Life: Pride of Britain Awards and Why They’re Important

Last night with a glass of wine and some snacks, I settled into watch the Pride of Britain Awards in association with TSB on ITV. It was the first time I’d watched the show with the rest of the country, and I really enjoyed live-tweeting with the rest of the Twitter community and it was great to see so much support for the brave, inspirational winners of 2017.

As you know, I’m a full supporter of looking after ourselves and our mental health, and shows like the Pride of Britain Awards remind us that no matter how hard life can be, we have the power to live our lives to the fullest. Happiness comes from inside, and our strength can overcome whatever life throws at us.

All of the winners this year were truly inspirational figures, but here are some of the people that really stood out for me. The very first award winner was a young four year old girl, Suzie McCash, whose incredible presence of mind helped to save her mother’s life when she suddenly stopped breathing and collapsed in their home. This FOUR YEAR OLD CHILD decided to call 999 , got an ambulance to come round and while waiting for the ambulance, went to the neighbour’s house for extra help. I couldn’t believe how mature and level-headed this child was and it just goes to show what children are capable of. A very proud mum, I’m sure.

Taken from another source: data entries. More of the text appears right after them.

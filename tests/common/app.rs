use std::sync::Arc;

use axum::Router;
use tempfile::TempDir;
use tokio::sync::broadcast;

use vocab_survey::config::{Config, RetentionConfig, SurveyEnvConfig, WorkerConfig};
use vocab_survey::routes::build_router;
use vocab_survey::state::AppState;
use vocab_survey::store::Store;
use vocab_survey::survey::{SurveyConfig, SurveyOrchestrator};

use super::fixtures;

pub struct TestApp {
    pub app: Router,
    pub state: AppState,
    pub config: Config,
    _temp_dir: TempDir,
}

fn test_config(sled_path: String) -> Config {
    // 直接构造 Config，避免使用 set_var 造成多线程测试环境变量竞态
    Config {
        host: std::net::IpAddr::V4(std::net::Ipv4Addr::new(127, 0, 0, 1)),
        port: 3000,
        log_level: "info".to_string(),
        enable_file_logs: false,
        log_dir: "./logs".to_string(),
        sled_path,
        cors_origin: "http://localhost:5173".to_string(),
        lexicon_seed_path: None,
        retention: RetentionConfig {
            session_ttl_secs: 3600,
            report_ttl_days: 90,
        },
        worker: WorkerConfig { is_leader: false },
        survey: SurveyEnvConfig {
            max_rank: 8000,
            target_questions: 15,
            max_questions: 20,
            similarity_threshold: 0.6,
        },
    }
}

async fn spawn_with_lexicon(max_rank: u32) -> TestApp {
    let temp_dir = tempfile::tempdir().expect("tempdir");
    let sled_path = temp_dir.path().join("survey-test.sled");
    let config = test_config(sled_path.to_string_lossy().to_string());

    let store = Arc::new(Store::open(&config.sled_path).expect("open store"));
    store.run_migrations().expect("run migrations");
    if max_rank > 0 {
        fixtures::seed_lexicon(&store, max_rank);
    }

    let surveys = Arc::new(
        SurveyOrchestrator::from_store(
            store.clone(),
            SurveyConfig::from_env(&config.survey),
            config.session_ttl(),
        )
        .expect("build orchestrator"),
    );
    let (shutdown_tx, _) = broadcast::channel::<()>(8);
    let state = AppState::new(store, surveys, &config, shutdown_tx);
    let app = build_router(state.clone());

    TestApp {
        app,
        state,
        config,
        _temp_dir: temp_dir,
    }
}

pub async fn spawn_test_app() -> TestApp {
    spawn_with_lexicon(fixtures::LEXICON_SIZE).await
}

/// App over an empty lexicon, for readiness and start-failure paths.
pub async fn spawn_empty_app() -> TestApp {
    spawn_with_lexicon(0).await
}
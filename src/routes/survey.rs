use axum::extract::{Path, State};
use axum::routing::{get, post};
use axum::Router;
use serde::{Deserialize, Serialize};

use crate::constants::{MAX_REPORTED_ELAPSED_MS, MAX_SELECTED_OPTIONS};
use crate::extractors::JsonBody;
use crate::response::{created, ok, AppError};
use crate::state::AppState;
use crate::survey::types::{
    AnswerSubmission, ChallengePayload, Phase, ProficiencyHint, SessionStatus, StepOutcome,
    SurveySession, TriMetricReport,
};

/// 对外的题目视图：只暴露选项 id 与文本，不含角色和答案
#[derive(Debug, Serialize)]
#[serde(rename_all = "camelCase")]
pub struct ChallengeView {
    challenge_id: String,
    question_index: u32,
    word: String,
    options: Vec<OptionView>,
    time_limit_ms: u64,
}

#[derive(Debug, Serialize)]
#[serde(rename_all = "camelCase")]
pub struct OptionView {
    id: String,
    text: String,
}

impl From<&ChallengePayload> for ChallengeView {
    fn from(c: &ChallengePayload) -> Self {
        Self {
            challenge_id: c.challenge_id.clone(),
            question_index: c.question_index,
            word: c.word_text.clone(),
            options: c
                .options
                .iter()
                .map(|o| OptionView {
                    id: o.id.clone(),
                    text: o.text.clone(),
                })
                .collect(),
            time_limit_ms: c.time_limit_ms,
        }
    }
}

#[derive(Debug, Serialize)]
#[serde(rename_all = "camelCase")]
pub struct SessionSummary {
    id: String,
    status: SessionStatus,
    phase: Phase,
    questions_answered: u32,
    low_bound: u32,
    high_bound: u32,
    confidence: f64,
}

impl From<&SurveySession> for SessionSummary {
    fn from(s: &SurveySession) -> Self {
        Self {
            id: s.id.clone(),
            status: s.status,
            phase: s.phase,
            questions_answered: s.question_count(),
            low_bound: s.low_bound,
            high_bound: s.high_bound,
            confidence: s.confidence,
        }
    }
}

#[derive(Debug, Serialize)]
#[serde(tag = "status", rename_all = "lowercase")]
enum StepView {
    Continue {
        session: SessionSummary,
        challenge: ChallengeView,
    },
    Complete {
        session: SessionSummary,
        report: TriMetricReport,
    },
}

impl From<&StepOutcome> for StepView {
    fn from(outcome: &StepOutcome) -> Self {
        match outcome {
            StepOutcome::Continue { session, challenge } => Self::Continue {
                session: session.into(),
                challenge: challenge.into(),
            },
            StepOutcome::Complete { session, report } => Self::Complete {
                session: session.into(),
                report: report.clone(),
            },
        }
    }
}

pub fn router() -> Router<AppState> {
    Router::new()
        .route("/start", post(start_survey))
        .route("/config", get(active_config))
        .route("/:id", get(get_survey))
        .route("/:id/answer", post(submit_answer))
        .route("/:id/report", get(get_report))
}

#[derive(Debug, Deserialize)]
#[serde(rename_all = "camelCase")]
struct StartSurveyRequest {
    hint: Option<String>,
}

/// Active tuning (question budget, time limit, benchmarks) so clients can
/// size their UI; changes after a SIGHUP reload.
async fn active_config(State(state): State<AppState>) -> impl axum::response::IntoResponse {
    ok(state.surveys().get_config().await)
}

async fn start_survey(
    State(state): State<AppState>,
    JsonBody(req): JsonBody<StartSurveyRequest>,
) -> Result<impl axum::response::IntoResponse, AppError> {
    let hint = match req.hint.as_deref().map(str::trim) {
        None | Some("") => None,
        Some(raw) => Some(ProficiencyHint::parse(raw).ok_or_else(|| {
            AppError::bad_request("INVALID_HINT", "hint must be one of A1, A2, B1, B2, C1, C2")
        })?),
    };

    let (session, challenge) = state.surveys().start_survey(hint).await?;

    Ok(created(serde_json::json!({
        "session": SessionSummary::from(&session),
        "challenge": ChallengeView::from(&challenge),
    })))
}

async fn submit_answer(
    Path(id): Path<String>,
    State(state): State<AppState>,
    JsonBody(submission): JsonBody<AnswerSubmission>,
) -> Result<impl axum::response::IntoResponse, AppError> {
    if submission.selected.len() > MAX_SELECTED_OPTIONS {
        return Err(AppError::bad_request(
            "INVALID_ANSWER",
            &format!("at most {MAX_SELECTED_OPTIONS} options may be selected"),
        ));
    }
    if submission.elapsed_ms > MAX_REPORTED_ELAPSED_MS {
        return Err(AppError::bad_request("INVALID_ANSWER", "elapsedMs is out of range"));
    }

    let outcome = state.surveys().submit_answer(&id, &submission).await?;
    Ok(ok(StepView::from(&outcome)))
}

async fn get_survey(
    Path(id): Path<String>,
    State(state): State<AppState>,
) -> Result<impl axum::response::IntoResponse, AppError> {
    let session = state.surveys().get_session(&id).await?;
    Ok(ok(SessionSummary::from(&session)))
}

async fn get_report(
    Path(id): Path<String>,
    State(state): State<AppState>,
) -> Result<impl axum::response::IntoResponse, AppError> {
    let stored = state.surveys().get_report(&id).await?;
    Ok(ok(serde_json::json!({
        "report": stored.report,
        "createdAt": stored.created_at,
    })))
}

Another youngster who blew me away was Moin Younis, who won the Teenager of Courage Award. Moin suffers from a rare genetic skin disorder and goes through hours of agonising treatment every single day, yet has one of the most charismatic and hilarious personalities I’ve ever come across. Though doctors informed his parents he would not live past his first birthday, the now 17 year old Moin is an ambassador for Acorns Children’s Hospice, offering advice and support to other desperately ill children. He is an incredibly funny, charming and strong boy; and proves that a positive attitude can truly change your life.

This year’s winner of the TSB Community Partner Award was Fraser Johnston, whose pioneering scheme, which gives isolated elderly people a new lease of life by taking them for invigorating countryside rides, has inspired millions. One of the community issues I feel needs more acknowledgement is loneliness in old age; many of us don’t realise how isolated some older people are and how important it is to take care of the elderly. After discovering that more than half a million older people only go outside once a week or less, Fraser spends every day out on his trishaw bike, taking residents of Scotland out for trips through the countryside. He helped set up the Cycling Without Age scheme in March 2016, and now Fraser and a team of 30 volunteers have taken out over 150 care home residents, all aged over 85, many of whom are immobile. I think this is truly amazing, selfless and inspirational, a truly deserved award, well done Fraser!

With so many terrible, scary and evil things going on in the world, the reason the Pride of Britain Awards is so important is that it reminds us of the good in our communities. The people that find strength in the darkest of times, and those who dedicate their lives to helping others. These people deserve recognition in a media-ruled world where only the bad is reported on, and are an inspiration to us all. Congratulations to all of this year’s winners!